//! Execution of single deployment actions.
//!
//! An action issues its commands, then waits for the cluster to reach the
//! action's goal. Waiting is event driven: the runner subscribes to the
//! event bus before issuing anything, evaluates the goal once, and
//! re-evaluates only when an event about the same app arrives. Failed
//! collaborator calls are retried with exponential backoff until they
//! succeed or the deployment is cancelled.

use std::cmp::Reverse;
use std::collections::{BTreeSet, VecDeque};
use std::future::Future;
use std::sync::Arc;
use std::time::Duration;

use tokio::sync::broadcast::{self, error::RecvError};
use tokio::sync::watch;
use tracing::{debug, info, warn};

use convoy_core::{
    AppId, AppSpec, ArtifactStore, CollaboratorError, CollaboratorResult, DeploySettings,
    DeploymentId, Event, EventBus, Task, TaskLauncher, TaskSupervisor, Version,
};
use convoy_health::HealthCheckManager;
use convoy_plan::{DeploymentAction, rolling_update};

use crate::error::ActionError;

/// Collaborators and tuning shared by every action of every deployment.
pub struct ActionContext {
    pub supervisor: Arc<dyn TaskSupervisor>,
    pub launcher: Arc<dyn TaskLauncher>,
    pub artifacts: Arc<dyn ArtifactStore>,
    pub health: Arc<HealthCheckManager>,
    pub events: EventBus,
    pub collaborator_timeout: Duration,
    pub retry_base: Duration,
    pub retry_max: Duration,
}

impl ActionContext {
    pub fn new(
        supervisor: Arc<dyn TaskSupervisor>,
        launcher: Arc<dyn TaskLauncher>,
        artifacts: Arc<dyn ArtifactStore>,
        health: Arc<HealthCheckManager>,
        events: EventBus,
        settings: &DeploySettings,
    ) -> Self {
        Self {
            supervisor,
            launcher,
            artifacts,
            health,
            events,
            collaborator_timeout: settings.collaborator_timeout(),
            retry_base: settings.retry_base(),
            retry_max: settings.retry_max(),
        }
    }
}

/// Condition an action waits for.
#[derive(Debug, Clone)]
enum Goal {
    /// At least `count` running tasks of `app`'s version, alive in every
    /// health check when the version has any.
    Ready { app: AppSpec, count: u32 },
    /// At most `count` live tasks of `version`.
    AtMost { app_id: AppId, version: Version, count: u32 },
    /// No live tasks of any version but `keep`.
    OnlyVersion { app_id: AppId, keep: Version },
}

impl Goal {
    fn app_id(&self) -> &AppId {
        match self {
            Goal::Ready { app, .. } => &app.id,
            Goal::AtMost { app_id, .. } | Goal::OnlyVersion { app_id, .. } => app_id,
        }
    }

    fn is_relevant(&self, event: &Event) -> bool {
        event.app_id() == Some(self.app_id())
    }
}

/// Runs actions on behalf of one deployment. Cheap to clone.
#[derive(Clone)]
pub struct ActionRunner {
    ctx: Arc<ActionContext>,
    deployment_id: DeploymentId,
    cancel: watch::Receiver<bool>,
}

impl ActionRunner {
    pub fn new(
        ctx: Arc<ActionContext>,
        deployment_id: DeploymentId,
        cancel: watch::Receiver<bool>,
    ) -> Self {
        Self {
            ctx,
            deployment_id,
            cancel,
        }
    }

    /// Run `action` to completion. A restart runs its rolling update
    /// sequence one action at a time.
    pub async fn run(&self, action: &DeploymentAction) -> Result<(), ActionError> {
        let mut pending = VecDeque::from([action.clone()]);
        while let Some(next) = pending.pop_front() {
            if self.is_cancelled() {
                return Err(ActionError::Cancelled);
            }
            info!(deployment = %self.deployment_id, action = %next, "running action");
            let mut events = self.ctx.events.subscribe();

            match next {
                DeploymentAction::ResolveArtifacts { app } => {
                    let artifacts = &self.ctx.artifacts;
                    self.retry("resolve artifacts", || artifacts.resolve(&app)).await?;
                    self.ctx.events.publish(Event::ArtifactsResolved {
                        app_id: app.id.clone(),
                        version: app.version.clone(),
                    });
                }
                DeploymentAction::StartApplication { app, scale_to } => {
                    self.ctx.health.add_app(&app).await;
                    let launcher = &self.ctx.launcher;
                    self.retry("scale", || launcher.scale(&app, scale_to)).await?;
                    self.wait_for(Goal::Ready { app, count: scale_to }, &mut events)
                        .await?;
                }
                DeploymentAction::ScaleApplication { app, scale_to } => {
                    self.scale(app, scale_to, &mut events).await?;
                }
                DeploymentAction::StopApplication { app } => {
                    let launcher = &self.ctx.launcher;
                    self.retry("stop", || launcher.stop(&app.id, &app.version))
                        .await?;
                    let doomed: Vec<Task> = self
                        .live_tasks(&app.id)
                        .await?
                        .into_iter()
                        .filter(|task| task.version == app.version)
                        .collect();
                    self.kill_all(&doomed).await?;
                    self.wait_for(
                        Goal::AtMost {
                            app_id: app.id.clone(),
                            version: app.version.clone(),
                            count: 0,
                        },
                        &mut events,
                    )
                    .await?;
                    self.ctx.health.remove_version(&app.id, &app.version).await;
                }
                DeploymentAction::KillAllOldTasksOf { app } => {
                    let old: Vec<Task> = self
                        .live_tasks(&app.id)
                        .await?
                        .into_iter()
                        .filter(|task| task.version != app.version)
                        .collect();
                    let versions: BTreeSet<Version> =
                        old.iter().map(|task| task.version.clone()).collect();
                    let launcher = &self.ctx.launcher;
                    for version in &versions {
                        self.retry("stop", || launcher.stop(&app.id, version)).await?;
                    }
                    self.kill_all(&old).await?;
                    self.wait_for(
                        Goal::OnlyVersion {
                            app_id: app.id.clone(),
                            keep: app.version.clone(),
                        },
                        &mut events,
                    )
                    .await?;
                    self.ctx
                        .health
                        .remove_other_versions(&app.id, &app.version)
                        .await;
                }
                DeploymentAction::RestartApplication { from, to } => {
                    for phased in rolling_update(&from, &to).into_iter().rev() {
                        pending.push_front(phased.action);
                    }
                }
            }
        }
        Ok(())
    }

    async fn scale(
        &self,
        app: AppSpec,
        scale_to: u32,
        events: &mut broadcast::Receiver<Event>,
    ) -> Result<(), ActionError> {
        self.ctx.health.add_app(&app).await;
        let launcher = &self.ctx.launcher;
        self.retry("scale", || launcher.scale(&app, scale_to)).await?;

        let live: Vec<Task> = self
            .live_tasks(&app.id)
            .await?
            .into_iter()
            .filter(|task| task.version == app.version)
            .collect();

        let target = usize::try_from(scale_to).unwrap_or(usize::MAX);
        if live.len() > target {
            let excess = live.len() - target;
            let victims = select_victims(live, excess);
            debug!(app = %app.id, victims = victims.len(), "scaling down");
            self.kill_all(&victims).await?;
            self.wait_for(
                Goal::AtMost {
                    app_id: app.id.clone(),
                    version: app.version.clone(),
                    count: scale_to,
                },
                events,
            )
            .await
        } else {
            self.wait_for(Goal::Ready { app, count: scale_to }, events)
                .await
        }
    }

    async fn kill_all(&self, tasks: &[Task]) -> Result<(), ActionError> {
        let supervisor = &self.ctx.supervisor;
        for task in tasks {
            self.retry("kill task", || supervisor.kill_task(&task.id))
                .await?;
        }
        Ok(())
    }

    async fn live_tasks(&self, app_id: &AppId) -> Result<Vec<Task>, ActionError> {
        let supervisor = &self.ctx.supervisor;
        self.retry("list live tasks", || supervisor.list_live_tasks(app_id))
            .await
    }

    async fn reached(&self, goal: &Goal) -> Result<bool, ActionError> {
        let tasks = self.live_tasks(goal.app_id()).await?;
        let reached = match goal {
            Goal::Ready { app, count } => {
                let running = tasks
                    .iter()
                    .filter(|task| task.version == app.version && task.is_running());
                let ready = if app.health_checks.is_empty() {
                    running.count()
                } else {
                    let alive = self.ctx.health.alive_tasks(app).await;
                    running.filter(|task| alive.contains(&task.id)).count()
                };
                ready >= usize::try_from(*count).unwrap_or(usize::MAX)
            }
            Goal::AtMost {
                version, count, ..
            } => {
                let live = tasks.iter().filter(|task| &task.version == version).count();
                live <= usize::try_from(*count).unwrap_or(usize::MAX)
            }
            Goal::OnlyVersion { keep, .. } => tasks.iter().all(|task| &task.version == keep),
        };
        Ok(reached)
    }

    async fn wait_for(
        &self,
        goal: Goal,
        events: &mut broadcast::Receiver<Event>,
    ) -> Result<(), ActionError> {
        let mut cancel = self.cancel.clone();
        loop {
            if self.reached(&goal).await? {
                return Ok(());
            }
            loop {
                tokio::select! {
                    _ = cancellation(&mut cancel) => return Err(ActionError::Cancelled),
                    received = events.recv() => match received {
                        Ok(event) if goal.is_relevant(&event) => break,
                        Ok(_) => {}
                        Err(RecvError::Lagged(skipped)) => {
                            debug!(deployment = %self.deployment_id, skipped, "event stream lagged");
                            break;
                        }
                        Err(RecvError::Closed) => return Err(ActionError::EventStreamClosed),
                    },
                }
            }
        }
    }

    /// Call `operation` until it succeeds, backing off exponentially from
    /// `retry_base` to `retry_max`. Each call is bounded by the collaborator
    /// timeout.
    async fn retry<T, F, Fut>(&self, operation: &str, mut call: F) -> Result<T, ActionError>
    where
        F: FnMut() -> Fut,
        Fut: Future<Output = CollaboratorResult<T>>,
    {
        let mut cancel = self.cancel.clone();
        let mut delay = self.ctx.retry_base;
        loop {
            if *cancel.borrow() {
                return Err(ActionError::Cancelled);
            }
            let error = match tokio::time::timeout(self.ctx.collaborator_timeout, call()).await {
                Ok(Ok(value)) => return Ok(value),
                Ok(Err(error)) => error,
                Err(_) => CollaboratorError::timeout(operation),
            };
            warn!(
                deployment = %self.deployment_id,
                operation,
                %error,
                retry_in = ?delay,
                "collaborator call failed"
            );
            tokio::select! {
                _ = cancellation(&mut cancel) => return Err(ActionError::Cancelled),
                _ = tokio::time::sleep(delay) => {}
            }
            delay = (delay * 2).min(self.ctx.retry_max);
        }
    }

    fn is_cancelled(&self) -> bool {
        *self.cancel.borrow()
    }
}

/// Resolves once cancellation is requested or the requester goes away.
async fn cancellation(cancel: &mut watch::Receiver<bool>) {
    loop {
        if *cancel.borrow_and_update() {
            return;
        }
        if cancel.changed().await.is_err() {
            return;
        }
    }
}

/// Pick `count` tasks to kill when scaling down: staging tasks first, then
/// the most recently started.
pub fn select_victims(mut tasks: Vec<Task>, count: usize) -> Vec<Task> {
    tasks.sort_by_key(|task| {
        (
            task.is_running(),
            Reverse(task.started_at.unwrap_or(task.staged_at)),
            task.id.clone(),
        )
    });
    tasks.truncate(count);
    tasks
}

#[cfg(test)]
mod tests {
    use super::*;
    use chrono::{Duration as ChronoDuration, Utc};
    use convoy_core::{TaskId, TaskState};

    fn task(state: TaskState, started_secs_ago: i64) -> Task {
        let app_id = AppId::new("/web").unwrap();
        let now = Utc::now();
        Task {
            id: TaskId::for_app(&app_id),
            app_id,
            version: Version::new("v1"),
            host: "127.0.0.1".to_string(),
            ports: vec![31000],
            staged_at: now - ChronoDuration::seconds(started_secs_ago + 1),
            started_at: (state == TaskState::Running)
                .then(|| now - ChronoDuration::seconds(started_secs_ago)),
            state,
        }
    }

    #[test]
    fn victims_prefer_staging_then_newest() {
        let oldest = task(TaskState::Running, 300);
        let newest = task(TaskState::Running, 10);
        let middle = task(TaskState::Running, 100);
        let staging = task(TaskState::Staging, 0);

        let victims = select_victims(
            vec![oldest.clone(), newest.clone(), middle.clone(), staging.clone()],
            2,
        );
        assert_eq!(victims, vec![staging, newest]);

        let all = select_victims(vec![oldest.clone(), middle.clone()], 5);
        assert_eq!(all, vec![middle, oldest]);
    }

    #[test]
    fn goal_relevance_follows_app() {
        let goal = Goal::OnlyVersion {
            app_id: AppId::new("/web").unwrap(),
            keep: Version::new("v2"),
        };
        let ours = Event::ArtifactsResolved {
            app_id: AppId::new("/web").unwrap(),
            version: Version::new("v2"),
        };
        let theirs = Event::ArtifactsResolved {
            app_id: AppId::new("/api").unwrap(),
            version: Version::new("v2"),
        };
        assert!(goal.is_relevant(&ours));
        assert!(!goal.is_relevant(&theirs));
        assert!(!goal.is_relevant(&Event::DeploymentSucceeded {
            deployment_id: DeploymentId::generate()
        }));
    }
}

...

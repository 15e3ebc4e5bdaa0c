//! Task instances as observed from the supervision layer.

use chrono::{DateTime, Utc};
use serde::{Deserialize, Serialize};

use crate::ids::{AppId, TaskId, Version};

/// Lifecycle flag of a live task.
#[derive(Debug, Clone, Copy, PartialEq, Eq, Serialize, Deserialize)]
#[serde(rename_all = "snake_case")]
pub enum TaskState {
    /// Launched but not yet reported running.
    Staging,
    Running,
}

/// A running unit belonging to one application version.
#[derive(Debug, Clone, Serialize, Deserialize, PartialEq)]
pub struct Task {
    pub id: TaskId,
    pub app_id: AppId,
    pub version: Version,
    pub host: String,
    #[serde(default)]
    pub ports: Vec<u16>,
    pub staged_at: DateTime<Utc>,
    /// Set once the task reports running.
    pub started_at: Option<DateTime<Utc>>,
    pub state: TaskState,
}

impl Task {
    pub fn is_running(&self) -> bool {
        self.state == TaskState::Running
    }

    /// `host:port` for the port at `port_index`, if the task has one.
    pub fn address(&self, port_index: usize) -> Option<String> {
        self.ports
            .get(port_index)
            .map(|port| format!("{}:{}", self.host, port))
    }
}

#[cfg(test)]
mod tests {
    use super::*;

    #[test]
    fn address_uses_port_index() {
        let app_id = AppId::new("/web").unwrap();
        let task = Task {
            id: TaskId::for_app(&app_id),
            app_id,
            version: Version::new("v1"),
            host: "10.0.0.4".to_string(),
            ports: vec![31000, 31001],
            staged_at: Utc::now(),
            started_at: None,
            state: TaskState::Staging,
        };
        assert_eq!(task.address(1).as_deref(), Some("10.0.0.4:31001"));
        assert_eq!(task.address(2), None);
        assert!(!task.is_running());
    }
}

---

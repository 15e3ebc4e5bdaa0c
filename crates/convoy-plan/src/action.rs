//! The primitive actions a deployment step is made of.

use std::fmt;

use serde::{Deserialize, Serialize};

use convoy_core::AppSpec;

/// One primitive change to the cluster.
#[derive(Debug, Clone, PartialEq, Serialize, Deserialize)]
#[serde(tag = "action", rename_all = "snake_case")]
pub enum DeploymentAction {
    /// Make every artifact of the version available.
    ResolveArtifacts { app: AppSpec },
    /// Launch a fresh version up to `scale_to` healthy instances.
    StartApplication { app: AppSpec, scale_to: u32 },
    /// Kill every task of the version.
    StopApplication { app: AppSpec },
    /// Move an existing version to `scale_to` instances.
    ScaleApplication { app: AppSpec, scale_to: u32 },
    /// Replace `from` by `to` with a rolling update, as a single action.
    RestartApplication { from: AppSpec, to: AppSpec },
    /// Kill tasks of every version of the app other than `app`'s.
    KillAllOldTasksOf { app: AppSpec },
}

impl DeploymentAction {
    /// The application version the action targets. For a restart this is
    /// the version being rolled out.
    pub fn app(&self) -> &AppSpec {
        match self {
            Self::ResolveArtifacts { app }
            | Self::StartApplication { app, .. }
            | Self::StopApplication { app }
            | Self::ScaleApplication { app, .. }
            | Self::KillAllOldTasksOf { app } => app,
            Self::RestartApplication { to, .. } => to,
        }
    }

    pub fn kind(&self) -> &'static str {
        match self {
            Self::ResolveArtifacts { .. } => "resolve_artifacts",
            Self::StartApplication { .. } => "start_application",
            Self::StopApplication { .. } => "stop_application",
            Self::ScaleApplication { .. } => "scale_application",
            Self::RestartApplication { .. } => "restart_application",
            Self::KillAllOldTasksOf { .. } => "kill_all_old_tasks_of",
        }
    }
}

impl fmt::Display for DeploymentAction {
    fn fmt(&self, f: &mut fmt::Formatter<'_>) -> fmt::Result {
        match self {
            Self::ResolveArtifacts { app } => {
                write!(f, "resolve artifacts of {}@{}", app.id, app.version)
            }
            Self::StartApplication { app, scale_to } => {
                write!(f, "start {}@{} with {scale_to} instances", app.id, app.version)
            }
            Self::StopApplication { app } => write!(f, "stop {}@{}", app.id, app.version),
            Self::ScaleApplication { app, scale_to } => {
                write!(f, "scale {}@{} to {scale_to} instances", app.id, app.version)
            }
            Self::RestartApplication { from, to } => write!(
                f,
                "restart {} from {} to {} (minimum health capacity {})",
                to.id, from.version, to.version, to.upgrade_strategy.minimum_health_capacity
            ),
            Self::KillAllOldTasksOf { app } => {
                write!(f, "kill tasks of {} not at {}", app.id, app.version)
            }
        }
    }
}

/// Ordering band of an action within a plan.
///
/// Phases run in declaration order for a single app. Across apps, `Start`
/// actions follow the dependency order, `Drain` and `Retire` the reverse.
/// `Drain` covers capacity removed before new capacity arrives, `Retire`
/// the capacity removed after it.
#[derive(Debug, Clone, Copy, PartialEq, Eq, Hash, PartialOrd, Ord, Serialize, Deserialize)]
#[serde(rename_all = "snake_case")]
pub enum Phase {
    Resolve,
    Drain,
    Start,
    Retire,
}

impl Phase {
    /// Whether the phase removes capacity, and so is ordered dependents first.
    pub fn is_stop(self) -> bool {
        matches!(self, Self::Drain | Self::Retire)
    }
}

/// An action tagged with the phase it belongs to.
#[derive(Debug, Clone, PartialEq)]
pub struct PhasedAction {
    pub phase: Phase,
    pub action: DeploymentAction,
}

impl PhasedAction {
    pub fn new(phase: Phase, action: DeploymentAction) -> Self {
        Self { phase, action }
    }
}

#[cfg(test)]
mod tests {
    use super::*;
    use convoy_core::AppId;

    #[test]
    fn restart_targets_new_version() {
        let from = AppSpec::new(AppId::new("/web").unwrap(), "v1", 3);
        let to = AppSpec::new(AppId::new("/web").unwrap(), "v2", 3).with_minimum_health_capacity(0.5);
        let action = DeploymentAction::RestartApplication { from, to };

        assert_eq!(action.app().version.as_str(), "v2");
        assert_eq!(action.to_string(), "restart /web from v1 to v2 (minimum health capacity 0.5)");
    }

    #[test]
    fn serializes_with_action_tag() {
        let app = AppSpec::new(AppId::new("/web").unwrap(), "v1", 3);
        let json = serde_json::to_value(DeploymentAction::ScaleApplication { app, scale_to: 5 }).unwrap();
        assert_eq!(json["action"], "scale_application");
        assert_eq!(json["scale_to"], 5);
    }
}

[REQUIRED ACTION] Retype exactly the lines above, from the one with "version, count, .." through the one with "received = events.recv()", inclusive.

[SOLUTION FOR THIS PROBLEM]
                version, count, ..
            } => {
                let live = tasks.iter().filter(|task| &task.version == version).count();
                live <= usize::try_from(*count).unwrap_or(usize::MAX)
            }
            Goal::OnlyVersion { keep, .. } => tasks.iter().all(|task| &task.version == keep),
        };
        Ok(reached)
    }

    async fn wait_for(
        &self,
        goal: Goal,
        events: &mut broadcast::Receiver<Event>,
    ) -> Result<(), ActionError> {
        let mut cancel = self.cancel.clone();
        loop {
            if self.reached(&goal).await? {
                return Ok(());
            }
            loop {
                tokio::select! {
                    _ = cancellation(&mut cancel) => return Err(ActionError::Cancelled),
                    received = events.recv() => match received {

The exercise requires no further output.